To fix this problem California Assembly Member Betsy Butler introduced a bill to amend the current law to allow PHEV to use the electric vehicle charging stations. This seemed pretty straight forward and was fully supported by the electric vehicle driving community. Then GM got involved and things went drastically wrong.
I think GM was worried that drivers of electric vehicles would unplug Volts when they needed to charge. The logic is that the Volt driver doesn't need the charge to get home safely while the electric vehicle driver does. EV drivers have been sharing chargers since they were first installed. They recognized quite early that cars didn't need to be fully charged to get home and so the Electric Automobile Association introduced charging protocol cards. When a driver started charging he would place a card on the dash board that would say what time they started charging and how long they needed to charge to be able to safely return home. Another driver arriving later could unplug the EV if it had exceeded the amount of time requested. That way the second driver could also get enough charge to safely get home even if the first driver was parked for the night.

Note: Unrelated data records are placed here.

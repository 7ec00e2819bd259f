use listharvest_core::{Outcome, RateLimitConfig, RateLimiter, WorkQueue};

#[divan::bench(args = [100, 10_000])]
fn limiter_mixed_outcomes(bencher: divan::Bencher, n: usize) {
    bencher.bench(|| {
        let mut rl = RateLimiter::new(RateLimitConfig::default(), 7);
        let mut total = std::time::Duration::ZERO;
        for i in 0..n {
            let outcome = if i % 5 == 0 {
                Outcome::Failure
            } else {
                Outcome::Success
            };
            total += rl.next_delay(outcome);
        }
        total
    });
}

#[divan::bench(args = [1_000, 100_000])]
fn queue_drain(bencher: divan::Bencher, n: usize) {
    bencher.bench(|| {
        let q = WorkQueue::new((0..n).collect::<Vec<_>>());
        let mut claimed = 0usize;
        while let Some((slot, _)) = q.claim(0) {
            q.complete(slot);
            claimed += 1;
        }
        claimed
    });
}

fn main() {
    divan::main();
}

Now, if a Volt is parked at a space charging and an EV driver needs to charge they would feel quite justified in unplugging the PHEV so they could get the charge they needed. The Volt driver may then come back to his car hours later to find they had only received a few miles of additional charge instead of the full battery they were expecting. They would still be able to get home but would need to expend gasoline to do so.
Personally , if I had a PHEV and was charging I wouldn't want to block out a person who really needed the charge to get home safely. I would hate to think that somebody's daughter got stranded in a dark and dangerous neighborhood because they couldn't get a charge as I was using the charger.
The revisions that Betsy Butler made to her AB 475, at the behest of GM, could lead to just this situation. First the bill eliminates the sticker requirement. I have no objection to that since the stickers were totally ignored anyway. The bill now makes it illegal to park in an electric vehicle parking space unless you are actually connected to the charger. On the face of it this seems fair but it precludes just the sort of charger sharing protocols that EV drivers have developed from years of experience driving electric vehicles.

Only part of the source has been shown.